Les Sceptiques grecs/Livre II/Chapitre I

Impr. nationale (p. 93-98).

CHAPITRE PREMIER.

LES ORIGINES DE LA NOUVELLE ACADÉMIE.


Les doctrines de la nouvelle Académie présentent tant de ressemblance avec celles que la tradition la plus accréditée attribue à Pyrrhon, qu’on est naturellement tenté de considérer l’école d’Arcésilas comme une simple continuation de celle de Pyrrhon. Aussi voyons-nous que déjà, chez les anciens, plusieurs auteurs inclinaient vers cette opinion ; il est vrai que d’autres la combattaient. « C’est, dit Aulu-Gelle[1], une question ancienne fort controversée parmi les écrivains grecs que celle de savoir s’il y a une différence entre la nouvelle Académie et le pyrrhonisme. »

Nous ne nous proposons pas de rechercher à présent si, à aller au fond des choses, le probabilisme de la nouvelle Académie ne se confond pas avec le scepticisme. Pour examiner utilement cette question, il faut d’abord connaître les doctrines de la nouvelle Académie ; la comparaison avec le scepticisme trouvera naturellement sa place à la fin du présent ouvrage.

Mais, en dehors de la question des rapports logiques des deux doctrines, il y en a une autre dont il convient de parler dès maintenant. Historiquement, la nouvelle Académie se rattache-t-elle, par un lien de filiation qu’on puisse retrouver, au pyrrhonisme ? A-t-elle, au contraire, une origine distincte et indépendante ? L’accord, s’il existe, et dans la mesure où il existe, provient-il d’une influence directe exercée par Pyrrhon, ou résulte-t-il d’une simple rencontre ?

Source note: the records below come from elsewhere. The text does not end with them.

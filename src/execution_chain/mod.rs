mod balances;
mod block_range;
mod export_blocks;
mod extensions;
mod node;

pub use balances::addresses_to_check;
pub use balances::check_balances;
pub use balances::BalanceCheck;

pub use block_range::BlockRange;

pub use export_blocks::BlockRecord;
pub use export_blocks::ChainWalker;
pub use export_blocks::ExportError;
pub use export_blocks::ExportMetadata;
pub use export_blocks::ExportMode;
pub use export_blocks::ExportOptions;
pub use export_blocks::ExportOutcome;
pub use export_blocks::ExportRecordType;
pub use export_blocks::ExportSummary;
pub use export_blocks::SkipReason;
pub use export_blocks::SkippedBlock;
pub use export_blocks::EXPORT_FORMAT_VERSION;

pub use extensions::probe_extensions;
pub use extensions::ExtensionProbe;
pub use extensions::ExtensionStatus;

pub use node::BlockHash;
pub use node::BlockNumber;
pub use node::CallWeight;
pub use node::ExecutionNode;
pub use node::ExecutionNodeBlock;
pub use node::ExecutionNodeHttp;
pub use node::MockExecutionNode;
pub use node::RpcError;
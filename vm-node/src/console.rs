//! # Event logging for a unix terminal
//! Prints node events as styled lines; plain lines when piped.

use std::{
    error::Error,
    io::{self, IsTerminal},
};

#[must_use]
pub fn is_terminal() -> bool {
    io::stdout().is_terminal()
}

pub fn log_string(event: &str, style: &str) {
    if is_terminal() {
        for line in event.split('\n') {
            println!("\x1B{style}{line}\x1B[0m");
        }
    } else {
        // Don't write control characters, just output lines as is
        println!("{event}");
    }
}

pub fn log_error(mut error: &dyn Error) {
    log_string(&format!("{error}"), "[31m");
    while let Some(source) = error.source() {
        log_string(&format!("Caused by: {source}"), "[35m");
        error = source;
    }
}

macro_rules! debug {
    ($($arg:tt)*) => {{
            if std::env::var("VM_VERBOSE").is_ok() {
                crate::console::log_string(&format!($($arg)*), "[90m");
            }
    }};
}

macro_rules! error {
    ($err:expr, $($arg:tt)*) => {{
            crate::console::log_string(&format!($($arg)*), "[33m");
            crate::console::log_error($err);
    }};
    ($err:expr) => {{
            crate::console::log_error($err);
    }}
}

macro_rules! log {
    ($($arg:tt)*) => {{
            crate::console::log_string(&format!($($arg)*), "[0m");
    }};
}

macro_rules! warning {
    ($($arg:tt)*) => {{
            crate::console::log_string(&format!($($arg)*), "[33m");
    }};
}

pub(crate) use {debug, error, log, warning};
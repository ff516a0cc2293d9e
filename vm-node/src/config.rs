//! # Node Configuration and TOML File Loading
//!
//! This module contains the node configuration structure, along with
//! facilities for loading configuration files from the filesystem.
//!
//! Jump to [`Config::load_toml_file`] for configuration file loading.

use serde::Deserialize;
use std::{
    net::SocketAddr,
    num::NonZero,
    path::{Path, PathBuf},
    time::Duration,
};
use thiserror::Error;

#[derive(Error, Debug)]
pub enum ConfigError {
    #[error("Refusing to load {0}, file extension isn't .toml")]
    FileExtension(PathBuf),
    #[error("Failed to read config file {path}")]
    ReadFile {
        path: PathBuf,
        source: std::io::Error,
    },
    #[error("Failed to parse config file {path}")]
    ParseFile {
        path: PathBuf,
        source: toml::de::Error,
    },
}

/// A known peer machine: identity, endpoint, floor coordinates.
/// Static at runtime, consumed read-only by the peer directory.
#[derive(Deserialize, Debug, Clone, PartialEq)]
pub struct Peer {
    pub id: String,
    pub host: String,
    pub coor_x: f64,
    pub coor_y: f64,
}

/// Initial stock of one drink slot.
#[derive(Deserialize, Debug, Clone, PartialEq, Eq)]
pub struct Drink {
    pub code: String,
    pub quantity: u8,
}

#[derive(Deserialize, Debug)]
struct ConfigFile {
    id: String,
    listen: SocketAddr,
    coor_x: f64,
    coor_y: f64,
    thread_count: NonZero<usize>,
    discovery_window_ms: u64,
    reservation_timeout_ms: u64,
    connect_timeout_ms: u64,
    peers: Vec<Peer>,
    drinks: Vec<Drink>,
}

/// Node configuration
///
/// Use [`Config::load_toml_file`] to initialize.
#[derive(Debug, Clone)]
pub struct Config {
    pub id: String,
    pub listen: SocketAddr,
    pub coor_x: f64,
    pub coor_y: f64,
    pub thread_count: NonZero<usize>,
    pub discovery_window: Duration,
    pub reservation_timeout: Duration,
    pub connect_timeout: Duration,
    pub peers: Vec<Peer>,
    pub drinks: Vec<Drink>,
}

impl From<ConfigFile> for Config {
    fn from(
        ConfigFile {
            id,
            listen,
            coor_x,
            coor_y,
            thread_count,
            discovery_window_ms,
            reservation_timeout_ms,
            connect_timeout_ms,
            peers,
            drinks,
        }: ConfigFile,
    ) -> Self {
        Self {
            id,
            listen,
            coor_x,
            coor_y,
            thread_count,
            discovery_window: Duration::from_millis(discovery_window_ms),
            reservation_timeout: Duration::from_millis(reservation_timeout_ms),
            connect_timeout: Duration::from_millis(connect_timeout_ms),
            peers,
            drinks,
        }
    }
}

impl Config {
    /// Loads a .toml file from the filesystem, parses it, and initializes a [`Config`].
    pub fn load_toml_file(path: impl AsRef<Path>) -> Result<Self, ConfigError> {
        let path = path.as_ref();
        if path.extension() != Some(std::ffi::OsStr::new("toml")) {
            return Err(ConfigError::FileExtension(path.to_path_buf()));
        }
        let toml = std::fs::read_to_string(path).map_err(|e| ConfigError::ReadFile {
            path: path.to_path_buf(),
            source: e,
        })?;
        let conf: ConfigFile = toml::from_str(&toml).map_err(|e| ConfigError::ParseFile {
            path: path.to_path_buf(),
            source: e,
        })?;
        Ok(conf.into())
    }
}

#[cfg(test)]
#[allow(clippy::unwrap_used, reason = "Unwrap is ok in test code")]
mod tests {
    use super::*;

    #[test]
    fn parses_full_config() {
        let toml = r#"
            id = "T1"
            listen = "127.0.0.1:8901"
            coor_x = 10.0
            coor_y = 10.0
            thread_count = 4
            discovery_window_ms = 2000
            reservation_timeout_ms = 3000
            connect_timeout_ms = 1000
            peers = [
                { id = "T2", host = "127.0.0.1:8902", coor_x = 20.0, coor_y = 20.0 },
            ]
            drinks = [
                { code = "02", quantity = 5 },
            ]
        "#;
        let conf: Config = toml::from_str::<ConfigFile>(toml).unwrap().into();
        assert_eq!(conf.id, "T1");
        assert_eq!(conf.discovery_window, Duration::from_secs(2));
        assert_eq!(conf.peers[0].id, "T2");
        assert_eq!(conf.drinks[0].quantity, 5);
    }

    #[test]
    fn rejects_wrong_extension() {
        assert!(matches!(
            Config::load_toml_file("config.json"),
            Err(ConfigError::FileExtension(_))
        ));
    }
}
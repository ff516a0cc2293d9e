//! Outbound side of the transport: one fresh connection per message.
//!
//! No pooling and no retry. Traffic volume is low and messages are tiny,
//! so connection setup cost does not matter here.

use super::Directory;
use crate::console;
use protocol::{Message, SendMessage};
use std::{
    io,
    net::{TcpStream, ToSocketAddrs},
    sync::Arc,
    time::Duration,
};
use thiserror::Error;

#[derive(Error, Debug)]
pub enum DeliveryError {
    #[error("No peer {0:?} in the directory")]
    UnknownPeer(String),
    #[error("Can't resolve peer address ({name})")]
    NameResolution { name: String, source: io::Error },
    #[error("Peer name {name} resolved to 0 addresses, can't reach peer")]
    Unreachable { name: String },
    #[error("Can't establish stream to {name}")]
    Connect { name: String, source: io::Error },
    #[error("Failed to write message to {name}")]
    Write {
        name: String,
        source: protocol::WireError,
    },
}

pub struct Sender {
    directory: Arc<Directory>,
    connect_timeout: Duration,
}

impl Sender {
    #[must_use]
    pub fn new(directory: Arc<Directory>, connect_timeout: Duration) -> Self {
        Self {
            directory,
            connect_timeout,
        }
    }

    /// Deliver one message.
    ///
    /// A broadcast (`destination_id == "0"`) is attempted to every peer in
    /// the directory independently; a failed peer is logged and skipped,
    /// never aborting delivery to the rest. Unicast failures are the
    /// caller's to handle.
    pub fn send(&self, message: &Message) -> Result<(), DeliveryError> {
        if message.is_broadcast() {
            for peer in self.directory.iter() {
                if let Err(e) = self.send_to(&peer.host, message) {
                    console::error!(&e, "Broadcast delivery to peer {} failed", peer.id);
                }
            }
            Ok(())
        } else {
            let host = self
                .directory
                .endpoint_for(&message.destination_id)
                .ok_or_else(|| DeliveryError::UnknownPeer(message.destination_id.clone()))?;
            self.send_to(host, message)
        }
    }

    /// Connect, write exactly one encoded message, close.
    fn send_to(&self, name: &str, message: &Message) -> Result<(), DeliveryError> {
        let mut addrs = name
            .to_socket_addrs()
            .map_err(|e| DeliveryError::NameResolution {
                name: name.to_owned(),
                source: e,
            })?
            .peekable();

        while let Some(addr) = addrs.next() {
            let mut stream = match TcpStream::connect_timeout(&addr, self.connect_timeout) {
                Ok(stream) => stream,
                Err(e) => match addrs.peek() {
                    Some(_) => continue, // Retry next resolved address if available
                    None => {
                        return Err(DeliveryError::Connect {
                            name: name.to_owned(),
                            source: e,
                        })
                    }
                },
            };

            // Stream drops here, closing the connection after one message
            return stream.send(message).map_err(|e| DeliveryError::Write {
                name: name.to_owned(),
                source: e,
            });
        }
        Err(DeliveryError::Unreachable {
            name: name.to_owned(),
        })
    }
}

Arcésilas a connu et fréquenté Pyrrhon, Numénius[2] le dit en propres termes, et il ne paraît guère possible qu’un philosophe aussi célèbre n’ait exercé sur lui aucune influence. En fait, nous savons que sur deux points au moins l’accord était complet entre Pyrrhon et Arcésilas : l’un et l’autre soutenaient qu’il faut suspendre son jugement ; l’un et l’autre justifiaient l’ἐποχή par cette raison qu’en toute question les arguments pour et contre sont d’égale valeur[3]. Sextus dit qu’Arcésilas est presque pyrrhonien[4]. Timon, Mnaséas, Philomélus l’appelaient aussi un sceptique[5]. Aussi un historien moderne, Haas[6], a-t-il pu considérer la nouvelle Académie comme la continuatrice du pyrrhonisme. Par une sorte de pacte conclu entre les deux écoles, les nouveaux académiciens auraient été chargés expressément de propager l’enseignement sceptique.

Mais contre cette opinion s’élève un fait indéniable : la violente hostilité de Timon contre Arcésilas. Il n’est point de philosophe que l’impitoyable railleur ait plus malmené. Il est vrai, et c’est un point sur lequel Haas ne manque pas d’insister, qu’il paraît s’être réconcilié avec lui sur le tard ; il fit après sa mort son éloge funèbre. Mais on conviendra que ce n’est point là un argument suffisant pour admettre que les deux écoles se soient fondues en une seule.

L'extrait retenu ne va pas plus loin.